Second, they’ve never raised interest rates so quickly and aggressively over such a short period of time. This chart below shows it — check out the red line!

Third, we’ve never had so many people on fixed rate home loans, which reduces the bang from interest rate rises. Fixed rate home loans used to be 15% of the total, so 85% were variable. When the RBA raised rates, they hit a lot more people more quickly than now. Following the pandemic, 40% of home loans were fixed, so the 11 rate rises so far haven’t hurt enough spenders. That’s why the mortgage cliff, which steepens around June/July, should reduce the ability of consumers to spend and that should really cut into inflation.

Fourth, even when economies weren’t as different as they are today, the RBA has told us that monetary policy tightening can work with six months to two-year lag before we see the full damaging effects of rate rises!

And let me now add to all the new aspects of our current economic situation that I’ve listed above. Now throw in the work-from-home trend, which not only changes spending patterns, it even increases the costs of production because employers have to accommodate higher insurances, cyber insurance and the associated digital costs.

While I’m at it, let’s recognise that we all have two new addictions that are not only costly but pervasively grow in their intrusion into our lives and spending — mobile phones and streaming services!

With all this on board, this is a fair question to ask:

“Could inflation be tumbling faster than the RBA knows, making more rate rises crazy?”

Overnight, well-known economist Steve Koukoulas pointed to the work of Bloomberg and others in the chart below, which made him tweet: “Pretty obvious inflation is in free fall — A lovely chart!”

This shows international prices are dropping like stones, so when you add in the likely effects of the mortgage cliff to the delayed lagged effects of 11 interest rate rises in less than a year, you have wonder if a cash rate of 3.85% should be the terminal rate.

This week, employment fell by a small 4,300, which at least wasn’t expected.

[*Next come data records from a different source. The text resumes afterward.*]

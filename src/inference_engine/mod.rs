//! Inference Engine - model loading and classification adapters
//!
//! ## Responsibilities
//!
//! - Model URL contract (`ModelSource`)
//! - `ModelLoader` / `InferenceEngine` seams used by the session controller
//! - HTTP-backed implementation (`RemoteModelLoader`, `RemoteClassifier`)

mod model_source;
mod remote;
mod types;

pub use model_source::{ModelSource, DEFAULT_MODEL_HOST};
pub use remote::{RemoteClassifier, RemoteModelLoader};
pub use types::{
    ClassifyResponse, InferenceError, ModelLoadError, ModelMetadata, ModelTopology, Prediction,
    WeightsGroup,
};

use image::RgbImage;
use std::future::Future;

/// A loaded model able to classify frames
pub trait InferenceEngine: Send + Sync + 'static {
    /// Number of classes the model was trained on
    fn total_classes(&self) -> usize;

    /// Classify one image, one prediction per class
    fn predict(
        &self,
        image: &RgbImage,
    ) -> impl Future<Output = std::result::Result<Vec<Prediction>, InferenceError>> + Send;
}

/// Fetches a model and produces an engine for it
pub trait ModelLoader: Send + Sync + 'static {
    type Engine: InferenceEngine;

    fn load(
        &self,
        source: &ModelSource,
    ) -> impl Future<Output = std::result::Result<Self::Engine, ModelLoadError>> + Send;
}
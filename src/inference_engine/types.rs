//! Inference engine types

use serde::{Deserialize, Serialize};

/// One class probability from the engine
#[derive(Debug, Clone, PartialEq, Serialize, Deserialize)]
pub struct Prediction {
    #[serde(rename = "className")]
    pub label: String,
    pub probability: f32,
}

impl Prediction {
    pub fn new(label: impl Into<String>, probability: f32) -> Self {
        Self {
            label: label.into(),
            probability,
        }
    }
}

/// Why a model could not be loaded
#[derive(Debug, Clone, PartialEq, Eq, thiserror::Error)]
pub enum ModelLoadError {
    #[error("model not found: {0}")]
    NotFound(String),

    /// Model exists but is not publicly readable
    #[error("model access denied: {0}")]
    AccessDenied(String),

    #[error("network error: {0}")]
    Network(String),

    /// model.json is present but its weight shards are not
    #[error("model weights not accessible: {0}")]
    MissingWeights(String),

    #[error("malformed model files: {0}")]
    Malformed(String),
}

impl ModelLoadError {
    pub fn user_message(&self) -> &'static str {
        match self {
            ModelLoadError::NotFound(_) => {
                "Model not found. Please check that the model URL is correct and the model is publicly shared."
            }
            ModelLoadError::AccessDenied(_) => {
                "CORS error: The model cannot be loaded due to cross-origin restrictions. The model may not be publicly accessible."
            }
            ModelLoadError::Network(_) => {
                "Network error: Please check your internet connection and try again."
            }
            ModelLoadError::MissingWeights(_) => {
                "Model weights file not accessible. The model may not be properly exported or shared."
            }
            ModelLoadError::Malformed(_) => "Failed to load model.",
        }
    }
}

/// Inference call failure
#[derive(Debug, Clone, PartialEq, Eq, thiserror::Error)]
pub enum InferenceError {
    /// The call failed; the engine itself is still usable
    #[error("inference failed: {0}")]
    Failed(String),

    /// The engine cannot serve further calls
    #[error("inference engine unavailable: {0}")]
    EngineUnavailable(String),
}

impl InferenceError {
    pub fn is_unrecoverable(&self) -> bool {
        matches!(self, InferenceError::EngineUnavailable(_))
    }
}

/// Subset of metadata.json
#[derive(Debug, Clone, Deserialize)]
#[serde(rename_all = "camelCase")]
pub struct ModelMetadata {
    #[serde(default)]
    pub labels: Vec<String>,

    #[serde(default)]
    pub image_size: Option<u32>,

    #[serde(default)]
    pub model_name: Option<String>,

    #[serde(default)]
    pub tfjs_version: Option<String>,
}

/// Subset of model.json
#[derive(Debug, Clone, Deserialize)]
#[serde(rename_all = "camelCase")]
pub struct ModelTopology {
    #[serde(default)]
    pub format: Option<String>,

    #[serde(default)]
    pub weights_manifest: Vec<WeightsGroup>,
}

impl ModelTopology {
    pub fn first_shard(&self) -> Option<&str> {
        self.weights_manifest
            .iter()
            .flat_map(|group| group.paths.iter())
            .map(String::as_str)
            .next()
    }
}

#[derive(Debug, Clone, Deserialize)]
pub struct WeightsGroup {
    #[serde(default)]
    pub paths: Vec<String>,
}

/// Response of the classification backend
#[derive(Debug, Clone, Deserialize)]
pub struct ClassifyResponse {
    #[serde(default)]
    pub predictions: Vec<Prediction>,
}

Unemployment rose from 3.5% to 3.7%, which was a ‘good’ rise but still not enough to scare the RBA out of more rate rises.

This followed the wages number on Wednesday that showed growth of 0.8% over the March quarter. This was softer than expected by a consensus of economists and the RBA.

This week’s news should stop a June rate rise and if this trend of bad news keeps getting worse, then we might have seen the last jump in home loan repayments for those who’ve overborrowed and are coping with life with a variable interest rate home loan.